Given our assay was conducted in HEK293 cells, we used several publicly available datasets to determine whether the enhancer variants that we identified within the MPRA were also likely to be active within brain cell-types or regions. ~60% of the MPRA enhancer variants overlapped with at least one epigenetic annotation (indicative of enhancer or promoter activity) in brain cell-types. Furthermore, analysis using the publicly available expression dataset GTEx showed that ~70% of the MPRA enhancer variants were associated with gene expression in brain tissues. Finally, we showed that the majority of MPRA allele-specific variants were predicted to disrupt at least one transcription factor binding site, indicating a potential mechanism through which these variants may be acting.
For a small subset of the identified allele-specific enhancer variants we used CRISPR-cas9 technology to generate isogenic cell-line pairs, in induced pluripotent stem cells [iPSCs], that differ at the base of interest. RNAseq analyses highlighted that the three interrogated variants affected the expression of multiple genes, thus confirming enhancer activity within their native chromatin context.
Implications and future directions
Our study provides a systematic characterisation of genetic risk loci associated with PD, and identified a subset of variants acting as allele-specific enhancers. Further interrogation of these variants through integration with functional assays, such as CRISPR interference assays, will strengthen our mechanistic understanding of the identified allele-specific enhancer variants within their native genomic context.

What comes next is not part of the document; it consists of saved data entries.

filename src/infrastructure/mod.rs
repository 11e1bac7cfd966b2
pub mod gateway;
pub mod in_memory;
#[cfg(feature = "storage-rocksdb")]
pub mod rocksdb;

The main limitation of the study was the use of the HEK293 cell-line as opposed to a more PD-relevant cell-line (i.e., neuronal cell-line), which to some extent may limit the applicability of our findings when considering the function of these variants within the brain. Despite this, we and others have shown strong overlap between active regulatory regions in HEK293 cells and brain cell-types. There are also several well documented limitations associated with the MPRA method itself, such as sequence length of the regulatory element within the library; a lack of genome integration; and limited detection of weak regulatory activity. Nonetheless, as aforementioned, taking the identified enhancer variants forward for future functional work will help to alleviate some of these shortcomings.
Conclusions
This study provides insight into complex genetic loci that have previously been associated with PD, and provides a subset of validated regulatory variants that can be utilised in future studies exploring gene regulatory networks in PD. Moving forward, expanding our mechanistic understanding of how the identified regulatory variants exhibit risk will enable their utility in therapeutic target selection and for patient stratification, especially when considering genetically informed drug trials.